= Moona Lisa =

Moona Lisa was the local science fiction movie host during the 1960s in San Diego, California. The show, Science Fiction Theatre, first aired in 1963 on Saturdays at 3:00 pm on KOGO, Channel 10. The character was played by Lisa Clark, who was a newscaster for the channel.

==Major roles==
The first name used for the character was "Cosmosina", which only lasted a few weeks. Cosmosina was replaced by her cousin, Moona Lisa. Lisa Clark played both roles. Moona Lisa had long, straight black hair with bangs, stiletto heels and wore a black catsuit that showed much cleavage. She sat on a pile of rocks with "moon smoke" floating around the stage. With a soft, seductive voice, she was the heartthrob of every ten-year-old boy in the city.

==Show characteristics==
Like other horror shows, public domain science fiction and horror movies were shown with commentary by Moona Lisa. She used many live snakes on the show, often with a large python wrapped around her body. She started each show saying, "Hello, earthlings," and ended by wishing everyone, "Happy Hallucinations, Honeys!" Unfortunately, only about 20 seconds of videotape remain from the program's long run. The rest was erased or taped over by the station, a standard practice of the day.
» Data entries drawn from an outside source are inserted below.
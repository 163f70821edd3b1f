//! Typed records stored in a project descriptor

use std::fmt;

use super::xml::Element;

/// Default group for plugins that omit `<groupId>`
pub const DEFAULT_PLUGIN_GROUP: &str = "org.apache.maven.plugins";

/// Project identity: group, artifact and version
#[derive(Debug, Clone, PartialEq, Eq, Hash)]
pub struct Coordinates {
    pub group_id: String,
    pub artifact_id: String,
    pub version: String,
}

impl Coordinates {
    pub fn new(
        group_id: impl Into<String>,
        artifact_id: impl Into<String>,
        version: impl Into<String>,
    ) -> Self {
        Self {
            group_id: group_id.into(),
            artifact_id: artifact_id.into(),
            version: version.into(),
        }
    }
}

impl fmt::Display for Coordinates {
    fn fmt(&self, f: &mut fmt::Formatter<'_>) -> fmt::Result {
        write!(f, "{}:{}:{}", self.group_id, self.artifact_id, self.version)
    }
}

/// Reference from a descriptor to its parent descriptor
#[derive(Debug, Clone, PartialEq, Eq)]
pub struct ParentRef {
    pub coordinates: Coordinates,
    pub relative_path: Option<String>,
}

impl ParentRef {
    pub(crate) fn from_element(element: &Element) -> Option<Self> {
        Some(Self {
            coordinates: Coordinates::new(
                element.child_text("groupId")?,
                element.child_text("artifactId")?,
                element.child_text("version").unwrap_or_default(),
            ),
            relative_path: element.child_text("relativePath"),
        })
    }

    pub(crate) fn to_element(&self) -> Element {
        let mut element = Element::new("parent");
        element.push(Element::with_text("groupId", &self.coordinates.group_id));
        element.push(Element::with_text("artifactId", &self.coordinates.artifact_id));
        element.push(Element::with_text("version", &self.coordinates.version));
        if let Some(path) = &self.relative_path {
            element.push(Element::with_text("relativePath", path));
        }
        element
    }
}

/// A `<dependency>` entry
///
/// Two records describe the same dependency when group and artifact match;
/// version and scope do not take part in identity.
#[derive(Debug, Clone, PartialEq, Eq, Default)]
pub struct Dependency {
    pub group_id: String,
    pub artifact_id: String,
    pub version: Option<String>,
    pub scope: Option<String>,
    pub optional: bool,
    pub dependency_type: Option<String>,
    pub classifier: Option<String>,
}

impl Dependency {
    pub fn new(group_id: impl Into<String>, artifact_id: impl Into<String>) -> Self {
        Self {
            group_id: group_id.into(),
            artifact_id: artifact_id.into(),
            ..Self::default()
        }
    }

    #[must_use]
    pub fn with_version(mut self, version: impl Into<String>) -> Self {
        self.version = Some(version.into());
        self
    }

    #[must_use]
    pub fn with_scope(mut self, scope: impl Into<String>) -> Self {
        self.scope = Some(scope.into());
        self
    }

    #[must_use]
    pub fn optional(mut self, optional: bool) -> Self {
        self.optional = optional;
        self
    }

    pub fn same_identity(&self, other: &Dependency) -> bool {
        self.group_id == other.group_id && self.artifact_id == other.artifact_id
    }

    pub(crate) fn matches_element(&self, element: &Element) -> bool {
        element.child_text("groupId").as_deref() == Some(self.group_id.as_str())
            && element.child_text("artifactId").as_deref() == Some(self.artifact_id.as_str())
    }

    pub(crate) fn from_element(element: &Element) -> Option<Self> {
        Some(Self {
            group_id: element.child_text("groupId")?,
            artifact_id: element.child_text("artifactId")?,
            version: element.child_text("version"),
            scope: element.child_text("scope"),
            optional: element.child_text("optional").as_deref() == Some("true"),
            dependency_type: element.child_text("type"),
            classifier: element.child_text("classifier"),
        })
    }

    pub(crate) fn to_element(&self) -> Element {
        let mut element = Element::new("dependency");
        element.push(Element::with_text("groupId", &self.group_id));
        element.push(Element::with_text("artifactId", &self.artifact_id));
        if let Some(version) = &self.version {
            element.push(Element::with_text("version", version));
        }
        if let Some(kind) = self.dependency_type.as_deref().filter(|t| *t != "jar") {
            element.push(Element::with_text("type", kind));
        }
        if let Some(classifier) = &self.classifier {
            element.push(Element::with_text("classifier", classifier));
        }
        if let Some(scope) = &self.scope {
            element.push(Element::with_text("scope", scope));
        }
        if self.optional {
            element.push(Element::with_text("optional", "true"));
        }
        element
    }
}

impl fmt::Display for Dependency {
    fn fmt(&self, f: &mut fmt::Formatter<'_>) -> fmt::Result {
        write!(f, "{}:{}", self.group_id, self.artifact_id)?;
        if let Some(version) = &self.version {
            write!(f, ":{version}")?;
        }
        Ok(())
    }
}

/// A `<repository>` entry, identified by its id
#[derive(Debug, Clone, PartialEq, Eq)]
pub struct Repository {
    pub id: String,
    pub url: String,
    pub releases: bool,
    pub snapshots: bool,
}

impl Repository {
    pub fn new(id: impl Into<String>, url: impl Into<String>) -> Self {
        Self {
            id: id.into(),
            url: url.into(),
            releases: true,
            snapshots: true,
        }
    }

    pub(crate) fn from_element(element: &Element) -> Option<Self> {
        let enabled = |policy: &str| {
            element
                .find(&format!("{policy}/enabled"))
                .and_then(Element::text)
                .is_none_or(|flag| flag != "false")
        };
        Some(Self {
            id: element.child_text("id")?,
            url: element.child_text("url")?,
            releases: enabled("releases"),
            snapshots: enabled("snapshots"),
        })
    }

    pub(crate) fn to_element(&self, name: &str) -> Element {
        let mut element = Element::new(name);
        element.push(Element::with_text("id", &self.id));
        element.push(Element::with_text("url", &self.url));
        for (policy, enabled) in [("releases", self.releases), ("snapshots", self.snapshots)] {
            let mut section = Element::new(policy);
            section.push(Element::with_text("enabled", enabled.to_string()));
            element.push(section);
        }
        element
    }
}

#[cfg(test)]
#[allow(clippy::unwrap_used)]
mod tests {
    use super::*;

    #[test]
    fn test_dependency_identity_ignores_version_and_scope() {
        let a = Dependency::new("org.osgi", "osgi_R4_core").with_version("1.0");
        let b = Dependency::new("org.osgi", "osgi_R4_core").with_scope("provided");
        assert!(a.same_identity(&b));
        assert!(!a.same_identity(&Dependency::new("org.osgi", "osgi_R4_compendium")));
    }

    #[test]
    fn test_dependency_element_omits_defaults() {
        let dep = Dependency {
            dependency_type: Some("jar".to_string()),
            ..Dependency::new("junit", "junit").with_version("4.4")
        };
        let element = dep.to_element();
        assert!(element.child("type").is_none());
        assert!(element.child("optional").is_none());
        assert_eq!(Dependency::from_element(&element).unwrap().version.as_deref(), Some("4.4"));
    }

    #[test]
    fn test_repository_policies_round_trip() {
        let repo = Repository {
            releases: false,
            ..Repository::new("ops4j-snapshots", "http://repository.ops4j.org/mvn-snapshots")
        };
        let parsed = Repository::from_element(&repo.to_element("repository")).unwrap();
        assert_eq!(parsed, repo);
    }

    #[test]
    fn test_repository_policies_default_to_enabled() {
        let mut element = Element::new("repository");
        element.push(Element::with_text("id", "central"));
        element.push(Element::with_text("url", "https://repo1.maven.org/maven2"));
        let parsed = Repository::from_element(&element).unwrap();
        assert!(parsed.releases && parsed.snapshots);
    }
}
In 1965, she presented her own rock group on the show to rival The Beatles. She introduced "The Roaches", four guys dressed in multi-arm catsuits and wearing big sunglasses. They would sing to her during the breaks, usually slow ballads. Their time on the show was short-lived.

==Show closing==
The show ended in the early 1970s. In January 1972, Lisa Clark took Moona Lisa to KHJ-TV in Los Angeles, taking over for Seymour as the host of the late Saturday night horror show, Fright Night. The show only lasted to mid 1973. After coming back to San Diego for a short stay on KFMB, Channel 8 on Moona Lisa's Creature Features, she moved to Moona's Midnight Madness on KMOX, Channel 4 in St. Louis, MO, in 1973. That show lasted only one year.